| HN Mirror

Y	Hacker News new \| ask \| show \| jobs


	by iflp 2105 days ago
	I appreciate the effort the authors put to this post, but this is like saying DNNs are stacked logistics regression: the connection is superficial, and doesn't lead to deep insights about how they really work.

3 comments

hobofan 2105 days ago

> deep insights about how they really work

It's not about "how they really work", but what data they operate on and what problems they can be applied to.

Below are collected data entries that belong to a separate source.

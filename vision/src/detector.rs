use image::{GrayImage, Luma, RgbImage};

use crate::error::Result;
use crate::region::Region;

/// Multi-scale search parameters handed to a [`RegionDetector`].
#[derive(Debug, Clone, Copy, PartialEq)]
pub struct DetectParams {
    /// Ratio between successive scan scales.
    pub scale_factor: f64,
    /// Overlapping hits a candidate needs before it is reported.
    pub min_neighbors: i32,
}

impl DetectParams {
    pub const fn new(scale_factor: f64, min_neighbors: i32) -> Self {
        Self {
            scale_factor,
            min_neighbors,
        }
    }

    /// Face search.
    pub const FACE: Self = Self::new(1.3, 5);
    /// Eye search used to accept or reject a face.
    pub const EYE: Self = Self::new(1.1, 3);
    /// Stricter eye search used when drawing the annotated copy.
    pub const EYE_ANNOTATE: Self = Self::new(1.1, 10);
}

/// Pluggable rectangular-object detector (faces, eyes).
///
/// Implementations are shared across requests, so they must be usable
/// from several threads at once.
pub trait RegionDetector: Send + Sync {
    /// Find candidate regions in a single-channel image, in detector order.
    fn detect(&self, gray: &GrayImage, params: &DetectParams) -> Result<Vec<Region>>;
}

/// BT.601 intensity of an RGB image.
pub fn intensity(img: &RgbImage) -> GrayImage {
    GrayImage::from_fn(img.width(), img.height(), |x, y| {
        let [r, g, b] = img.get_pixel(x, y).0;
        Luma([luma(r, g, b)])
    })
}

pub(crate) fn luma(r: u8, g: u8, b: u8) -> u8 {
    let y = 0.299 * r as f32 + 0.587 * g as f32 + 0.114 * b as f32;
    y.round().clamp(0.0, 255.0) as u8
}

/// Crop a grayscale image to `region`.
pub fn crop_gray(gray: &GrayImage, region: &Region) -> GrayImage {
    image::imageops::crop_imm(gray, region.x, region.y, region.width, region.height).to_image()
}
#![allow(dead_code)]

use std::io::Cursor;
use std::sync::{Arc, Mutex};

use base64::engine::general_purpose::STANDARD as BASE64;
use base64::Engine;
use image::{GrayImage, ImageOutputFormat, Rgb, RgbImage};
use ndarray::{Array1, Array2};
use vision::{DetectParams, FaceLocator, LogisticModel, Region, RegionDetector, FEATURE_LEN};

/// Returns the same regions for every image.
pub struct Fixed(pub Vec<Region>);

impl RegionDetector for Fixed {
    fn detect(&self, _gray: &GrayImage, _params: &DetectParams) -> vision::Result<Vec<Region>> {
        Ok(self.0.clone())
    }
}

/// Eye stub: the number of eyes depends on the width of the face crop.
/// Records every crop width it was asked about.
pub struct EyesByWidth {
    pub rules: Vec<(u32, usize)>,
    pub seen: Mutex<Vec<u32>>,
}

impl EyesByWidth {
    pub fn new(rules: Vec<(u32, usize)>) -> Self {
        Self {
            rules,
            seen: Mutex::new(Vec::new()),
        }
    }
}

impl RegionDetector for EyesByWidth {
    fn detect(&self, gray: &GrayImage, _params: &DetectParams) -> vision::Result<Vec<Region>> {
        self.seen.lock().unwrap().push(gray.width());
        let count = self
            .rules
            .iter()
            .find(|(w, _)| *w == gray.width())
            .map_or(0, |(_, n)| *n);
        Ok((0..count as u32).map(|i| Region::new(1 + i * 4, 1, 3, 3)).collect())
    }
}

pub fn portrait() -> RgbImage {
    RgbImage::from_fn(64, 64, |x, y| Rgb([(x * 4) as u8, (y * 4) as u8, 128]))
}

pub fn png_base64(img: &RgbImage) -> String {
    let mut buf = Vec::new();
    img.write_to(&mut Cursor::new(&mut buf), ImageOutputFormat::Png).unwrap();
    BASE64.encode(buf)
}

/// A locator that always finds one face at (8, 8) sized 40x40 with two eyes.
pub fn face_locator() -> FaceLocator {
    FaceLocator::new(
        Arc::new(Fixed(vec![Region::new(8, 8, 40, 40)])),
        Arc::new(Fixed(vec![Region::new(5, 10, 8, 6), Region::new(25, 10, 8, 6)])),
    )
}

pub fn blind_locator() -> FaceLocator {
    FaceLocator::new(Arc::new(Fixed(Vec::new())), Arc::new(Fixed(Vec::new())))
}

/// Two-class model that ignores the features and favors `winner`.
pub fn biased_model(winner: usize) -> LogisticModel {
    let mut intercept = Array1::zeros(2);
    intercept[winner] = 2.0;
    LogisticModel::new(vec![0, 1], Array2::zeros((2, FEATURE_LEN)), intercept, None).unwrap()
}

When I first heard the term "transformer" from a friend, I didn't have any association in my mind because it's a very opaque term, but once he explained it to me as Graph Neural Networks, it very quickly clicked.

link

cjauvin 2105 days ago

I'm genuinely a bit surprised by that, that was always my high-level understanding of what the essence of neural networks was (at least feedforward vanilla ones), would you care to elaborate?

link

woko 2105 days ago

I think this post means the same as this tweet:

> Transformers are a special case of Graph Neural Networks. This may be obvious to some.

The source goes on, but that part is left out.